MedusasBadHairDay · 06/10/2021 12:24

@babybunny123

I remember a woman at work who used to say, we put the Audi in the double garage !!!!! funny i see her on the bus now on a regular basis.
Ha! That reminds me of a school friend, she always used to think she was better than the rest of us, anyway a few years after we'd left school I got on bus that she was on, said hi, and she panicked and started jabbering about how she was only on the bus because, "daddy had taken the BMW to be repaired".
shepabear · 06/10/2021 12:24

A friend was showing off this bottle of red wine,tellling me it was actually quite an expensive one. She then poured it into a casserole she was cooking -"oh this will taste wonderful, I don't cook with shitty wine" and put said casserole in oven. Unfortunately for her she then proceeded to get very pissed on some more "lovely wine" and forgot all about her dinner. When she finally remembered it she took it out of the oven to find it was burnt and completely dried out. 😂

DameMaureen · 06/10/2021 12:25

@Suddenlyfamily5

My MIL telling me about her trousseau.
Aaaaw ......this is old fashioned terminology and dates from times when people didn't have much and would build up bit by bit some especially nice clothes for their marriage . It wasn't that long ago either eg my Mum started work at 14 and had one blouse she had to wash and dry every other night .
FirewomanSam · 06/10/2021 12:25

Went to university with a lot of pretentious twats… one time a woman in my tutorial told me that she was having a port tasting for her 21st birthday and that she’d fallen out with one of her best friends because she hadn’t invited her to the party since she didn’t like port and ‘it would be a waste’.
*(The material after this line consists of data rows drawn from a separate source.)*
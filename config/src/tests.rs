//! # Tests for Config Constants
//!
//! Unit tests verifying the correctness of configuration constants.

use crate::constants::*;

// =============================================================================
// SCRATCH FILE TESTS
// =============================================================================

#[test]
fn test_extensions_differ() {
    assert_ne!(
        SOURCE_EXTENSION, MESH_EXTENSION,
        "source and mesh scratch files must not collide"
    );
}

#[test]
fn test_prefix_is_path_safe() {
    assert!(
        SCRATCH_FILE_PREFIX
            .chars()
            .all(|c| c.is_ascii_alphanumeric() || c == '-' || c == '_'),
        "SCRATCH_FILE_PREFIX must be usable as a file name"
    );
}

// =============================================================================
// COLOR TESTS
// =============================================================================

#[test]
fn test_default_base_color_is_normalized() {
    for component in DEFAULT_BASE_COLOR {
        assert!((0.0..=1.0).contains(&component));
    }
}

#[test]
fn test_color_byte_max() {
    assert_eq!(COLOR_BYTE_MAX, u8::MAX as f32);
}

// =============================================================================
// LIMIT TESTS
// =============================================================================

#[test]
fn test_timeout_is_bounded() {
    assert!(COMPILER_TIMEOUT_SECS > 0);
    assert!(COMPILER_TIMEOUT_SECS <= 300, "requests must not hang for minutes");
}
//! # GLB Container
//!
//! Framing of the glTF binary container:
//!
//! ```text
//! header  magic "glTF" | version 2 | total length        (3 x u32 LE)
//! chunk 0 length | "JSON" | JSON text padded with 0x20
//! chunk 1 length | "BIN\0" | payload padded with 0x00    (optional)
//! ```
//!
//! Every chunk length is a multiple of four bytes.

use crate::error::{ExportError, ExportResult};

/// `"glTF"` read as a little-endian `u32`.
pub const GLB_MAGIC: u32 = 0x4654_6C67;
/// Container version written and accepted.
pub const GLB_VERSION: u32 = 2;
/// Chunk type of the JSON chunk (`"JSON"`).
pub const CHUNK_JSON: u32 = 0x4E4F_534A;
/// Chunk type of the binary chunk (`"BIN\0"`).
pub const CHUNK_BIN: u32 = 0x004E_4942;

const HEADER_LEN: usize = 12;
const CHUNK_HEADER_LEN: usize = 8;

/// Rounds `len` up to the next multiple of four.
#[inline]
pub fn align4(len: usize) -> usize {
    (len + 3) & !3
}

/// Frames a JSON scene description and a binary payload as a GLB file.
///
/// An empty `bin` omits the binary chunk.
///
/// # Errors
///
/// [`ExportError::InvalidContainer`] if the result would exceed 4 GiB.
///
/// # Examples
/// ```
/// use openscad_glb::container::{write_glb, read_glb};
///
/// let glb = write_glb(br#"{"asset":{"version":"2.0"}}"#, &[1, 2, 3]).unwrap();
/// assert_eq!(glb.len() % 4, 0);
/// let chunks = read_glb(&glb).unwrap();
/// assert_eq!(&chunks.bin.unwrap()[..3], &[1, 2, 3]);
/// ```
pub fn write_glb(json: &[u8], bin: &[u8]) -> ExportResult<Vec<u8>> {
    let json_len = align4(json.len());
    let bin_len = align4(bin.len());
    let mut total = HEADER_LEN + CHUNK_HEADER_LEN + json_len;
    if !bin.is_empty() {
        total += CHUNK_HEADER_LEN + bin_len;
    }
    let total_u32 = u32::try_from(total)
        .map_err(|_| ExportError::invalid(format!("{total} bytes exceed the 4 GiB limit")))?;

    let mut out = Vec::with_capacity(total);
    out.extend_from_slice(&GLB_MAGIC.to_le_bytes());
    out.extend_from_slice(&GLB_VERSION.to_le_bytes());
    out.extend_from_slice(&total_u32.to_le_bytes());

    // both lengths are bounded by total_u32
    out.extend_from_slice(&(json_len as u32).to_le_bytes());
    out.extend_from_slice(&CHUNK_JSON.to_le_bytes());
    out.extend_from_slice(json);
    out.resize(out.len() + json_len - json.len(), b' ');

    if !bin.is_empty() {
        out.extend_from_slice(&(bin_len as u32).to_le_bytes());
        out.extend_from_slice(&CHUNK_BIN.to_le_bytes());
        out.extend_from_slice(bin);
        out.resize(out.len() + bin_len - bin.len(), 0);
    }

    debug_assert_eq!(out.len(), total);
    Ok(out)
}

/// Chunks of a parsed GLB file, borrowed from the input.
#[derive(Debug, Clone, Copy, PartialEq, Eq)]
pub struct GlbChunks<'a> {
    /// Total length declared in the header.
    pub total_length: usize,
    /// JSON chunk payload, including trailing space padding.
    pub json: &'a [u8],
    /// Binary chunk payload, including trailing zero padding.
    pub bin: Option<&'a [u8]>,
}

fn read_u32(bytes: &[u8], offset: usize) -> ExportResult<u32> {
    bytes
        .get(offset..offset + 4)
        .and_then(|b| b.try_into().ok())
        .map(u32::from_le_bytes)
        .ok_or_else(|| ExportError::invalid(format!("truncated at byte {offset}")))
}

/// Splits a GLB file into its JSON and binary chunks, validating framing.
///
/// # Errors
///
/// [`ExportError::InvalidContainer`] for a bad magic, version, length,
/// chunk type or chunk alignment.
pub fn read_glb(bytes: &[u8]) -> ExportResult<GlbChunks<'_>> {
    if read_u32(bytes, 0)? != GLB_MAGIC {
        return Err(ExportError::invalid("missing glTF magic"));
    }
    let version = read_u32(bytes, 4)?;
    if version != GLB_VERSION {
        return Err(ExportError::invalid(format!("unsupported version {version}")));
    }
    let total_length = read_u32(bytes, 8)? as usize;
    if total_length != bytes.len() {
        return Err(ExportError::invalid(format!(
            "header declares {total_length} bytes, found {}",
            bytes.len()
        )));
    }

    let mut offset = HEADER_LEN;
    let mut json = None;
    let mut bin = None;
    while offset < total_length {
        let chunk_len = read_u32(bytes, offset)? as usize;
        let chunk_type = read_u32(bytes, offset + 4)?;
        if chunk_len % 4 != 0 {
            return Err(ExportError::invalid(format!(
                "chunk at byte {offset} is not 4-byte aligned"
            )));
        }
        let start = offset + CHUNK_HEADER_LEN;
        let data = bytes
            .get(start..start + chunk_len)
            .ok_or_else(|| ExportError::invalid(format!("chunk at byte {offset} overruns file")))?;

        match (chunk_type, json.is_some()) {
            (CHUNK_JSON, false) => json = Some(data),
            (CHUNK_BIN, true) if bin.is_none() => bin = Some(data),
            (CHUNK_JSON, true) | (CHUNK_BIN, _) => {
                return Err(ExportError::invalid(format!(
                    "unexpected chunk {chunk_type:#010x} at byte {offset}"
                )));
            }
            // unknown chunk types must be skipped
            _ => {}
        }
        offset = start + chunk_len;
    }

    let json = json.ok_or_else(|| ExportError::invalid("missing JSON chunk"))?;
    Ok(GlbChunks {
        total_length,
        json,
        bin,
    })
}
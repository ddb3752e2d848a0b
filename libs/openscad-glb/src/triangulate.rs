// Fan triangulation of convex polygon faces.

/// Splits a polygon into `n - 2` triangles sharing its first vertex.
///
/// Every triangle keeps the polygon's winding, so outward normals are
/// unchanged. Faces with fewer than three indices yield nothing.
///
/// # Examples
/// ```
/// use openscad_glb::triangulate::fan_triangulate;
///
/// let tris: Vec<_> = fan_triangulate(&[0, 1, 2, 3]).collect();
/// assert_eq!(tris, vec![[0, 1, 2], [0, 2, 3]]);
/// ```
pub fn fan_triangulate(face: &[u32]) -> impl Iterator<Item = [u32; 3]> + '_ {
    let anchor = face.first().copied().unwrap_or_default();
    face.windows(2)
        .skip(1)
        .map(move |pair| [anchor, pair[0], pair[1]])
}
//! # Config Crate
//!
//! Centralized configuration for the OpenSCAD → GLB conversion pipeline.
//! All magic numbers and tunable parameters are defined here to ensure
//! consistency across crates and easy configuration management.
//!
//! ## Usage
//!
//! ```rust
//! use config::constants::{ConverterConfig, COMPILER_TIMEOUT_SECS};
//!
//! let config = ConverterConfig::default();
//! assert_eq!(config.timeout.as_secs(), COMPILER_TIMEOUT_SECS);
//! ```
//!
//! ## Design Principles
//!
//! - **Single Source of Truth**: All constants defined once, used everywhere
//! - **OpenSCAD Compatible**: Defaults match the `openscad` command line
//! - **No Dependencies**: Plain std types only

pub mod constants;

#[cfg(test)]
mod tests;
My 21st was a fancy dress party with a ‘punch’ made from White Lightning, fruit juice and miscellaneous white spirits mixed together in a bin from the pound shop Grin

Offmyfence · 06/10/2021 12:28

A colleague wear sun glasses in the office (not a particularly sunny day either), when asked "why are you wearing sunglasses indoors", her response was because they are top of the range Prada (or whoever!).
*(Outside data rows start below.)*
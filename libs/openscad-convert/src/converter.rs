//! # Converter
//!
//! Runs one request through the pipeline:
//!
//! ```text
//! Received → CompilerInvoked → MeshParsed → Transformed → Exported → Complete
//!     └───────────────┴──────────────┴────────────┴───────────┴──→ Failed
//! ```
//!
//! Requests share nothing but the scratch directory, where each one owns
//! two uniquely named files for its lifetime.

use config::constants::{ConfigError, ConverterConfig, SCRATCH_FILE_PREFIX};
use openscad_glb::export_glb;
use openscad_mesh::transform::z_up_to_y_up;
use openscad_off::parse_off;
use pipeline_types::{ConversionMetadata, Stage};
use tracing::info;

use crate::compiler::run_compiler;
use crate::error::{ConversionError, ConversionResult};
use crate::request::Request;

/// Result of a successful conversion.
#[derive(Debug, Clone, PartialEq, Eq)]
pub struct ConversionOutput {
    /// Vertices in the compiler's mesh.
    pub vertex_count: usize,
    /// Polygon faces in the compiler's mesh, before triangulation.
    pub face_count: usize,
    /// Color entries in the compiler's mesh.
    pub color_count: usize,
    /// Length of the source text in bytes.
    pub source_length: usize,
    /// The GLB file.
    pub asset: Vec<u8>,
}

impl ConversionOutput {
    /// Serializable summary for API replies.
    pub fn metadata(&self) -> ConversionMetadata {
        ConversionMetadata {
            vertices: self.vertex_count,
            faces: self.face_count,
            colors: self.color_count,
            glb_size: self.asset.len(),
            source_length: self.source_length,
        }
    }
}

/// OpenSCAD source to GLB converter.
///
/// A converter holds only its configuration, so one instance can serve any
/// number of concurrent [`convert`](Converter::convert) calls.
///
/// # Examples
/// ```no_run
/// use config::constants::ConverterConfig;
/// use openscad_convert::Converter;
///
/// # async fn run() -> Result<(), Box<dyn std::error::Error>> {
/// let converter = Converter::new(ConverterConfig::default())?;
/// let output = converter.convert("cube(10);").await?;
/// std::fs::write("cube.glb", &output.asset)?;
/// # Ok(())
/// # }
/// ```
#[derive(Debug, Clone)]
pub struct Converter {
    config: ConverterConfig,
}

impl Converter {
    /// Creates a converter after validating `config`.
    pub fn new(config: ConverterConfig) -> Result<Self, ConfigError> {
        config.validate()?;
        Ok(Self { config })
    }

    pub fn config(&self) -> &ConverterConfig {
        &self.config
    }

    /// Converts OpenSCAD source text to a GLB asset.
    ///
    /// The compiler runs exactly once per call. Scratch files are removed
    /// before this returns, on success and on every failure.
    ///
    /// # Errors
    ///
    /// - [`ConversionError::InvalidInput`] for blank or oversized source,
    ///   before anything touches the filesystem
    /// - [`ConversionError::CompilationFailed`] when the compiler fails,
    ///   times out, cannot start, or writes no mesh
    /// - [`ConversionError::MalformedMesh`] when its output cannot be parsed
    /// - [`ConversionError::EmptyMesh`] when the model has no geometry
    /// - [`ConversionError::Io`] when a scratch file cannot be written or read
    pub async fn convert(&self, source: &str) -> ConversionResult<ConversionOutput> {
        self.check_source(source)?;

        let mut request = Request::new(SCRATCH_FILE_PREFIX, &self.config.scratch_dir);
        let result = self.run(&mut request, source).await;
        match &result {
            Ok(output) => {
                request.advance();
                info!(
                    request = %request.id,
                    stage = %request.stage(),
                    vertices = output.vertex_count,
                    faces = output.face_count,
                    colors = output.color_count,
                    glb_bytes = output.asset.len(),
                    "conversion complete"
                );
            }
            Err(err) => request.fail(err),
        }
        result
    }

    fn check_source(&self, source: &str) -> ConversionResult<()> {
        if source.trim().is_empty() {
            return Err(ConversionError::InvalidInput(
                "source text is empty".to_string(),
            ));
        }
        if source.len() > self.config.max_source_bytes {
            return Err(ConversionError::InvalidInput(format!(
                "source text is {} bytes, limit is {}",
                source.len(),
                self.config.max_source_bytes
            )));
        }
        Ok(())
    }

    async fn run(&self, request: &mut Request, source: &str) -> ConversionResult<ConversionOutput> {
        let source_path = request.scratch.source().to_path_buf();
        let mesh_path = request.scratch.mesh().to_path_buf();

        tokio::fs::write(&source_path, source)
            .await
            .map_err(|err| ConversionError::io(Stage::Received, &source_path, err))?;

        request.advance();
        run_compiler(&self.config, &source_path, &mesh_path).await?;

        let text = tokio::fs::read_to_string(&mesh_path)
            .await
            .map_err(|err| ConversionError::io(Stage::MeshParsed, &mesh_path, err))?;
        let mesh = parse_off(&text)?;
        if mesh.is_empty() {
            return Err(ConversionError::EmptyMesh {
                vertices: mesh.vertex_count(),
                faces: mesh.face_count(),
            });
        }
        request.advance();

        let mesh = z_up_to_y_up(&mesh);
        request.advance();

        let asset = export_glb(&mesh)?;
        request.advance();

        Ok(ConversionOutput {
            vertex_count: mesh.vertex_count(),
            face_count: mesh.face_count(),
            color_count: mesh.color_count(),
            source_length: source.len(),
            asset,
        })
    }
}

#[cfg(test)]
mod tests {
    use super::*;

    #[test]
    fn metadata_reports_asset_size() {
        let output = ConversionOutput {
            vertex_count: 8,
            face_count: 6,
            color_count: 0,
            source_length: 9,
            asset: vec![0; 1024],
        };
        let meta = output.metadata();
        assert_eq!(meta.glb_size, 1024);
        assert_eq!(meta.vertices, 8);
        assert_eq!(meta.source_length, 9);
    }

    #[test]
    fn invalid_config_is_rejected() {
        let config = ConverterConfig::default().with_timeout(std::time::Duration::ZERO);
        assert!(Converter::new(config).is_err());
    }
}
ClawedButler · 06/10/2021 12:29

£4k spent on a four-year old's birthday party. They had caterers. And a wheel of brie.

The marquee came down in the sudden storm, though. Cue a dozen screaming toddlers charging into the house, and a dozen parents in Breton tops/red trousers leaping and darting about in the garden trying to catch the flailing bits of marquee fabric and metal poles, trying to rescue the cous-cous and save the brie from watery ruin. Outwardly I said, "Oh dear!" and helped to fetch bunting, inwardly I laughed and laughed and laughed.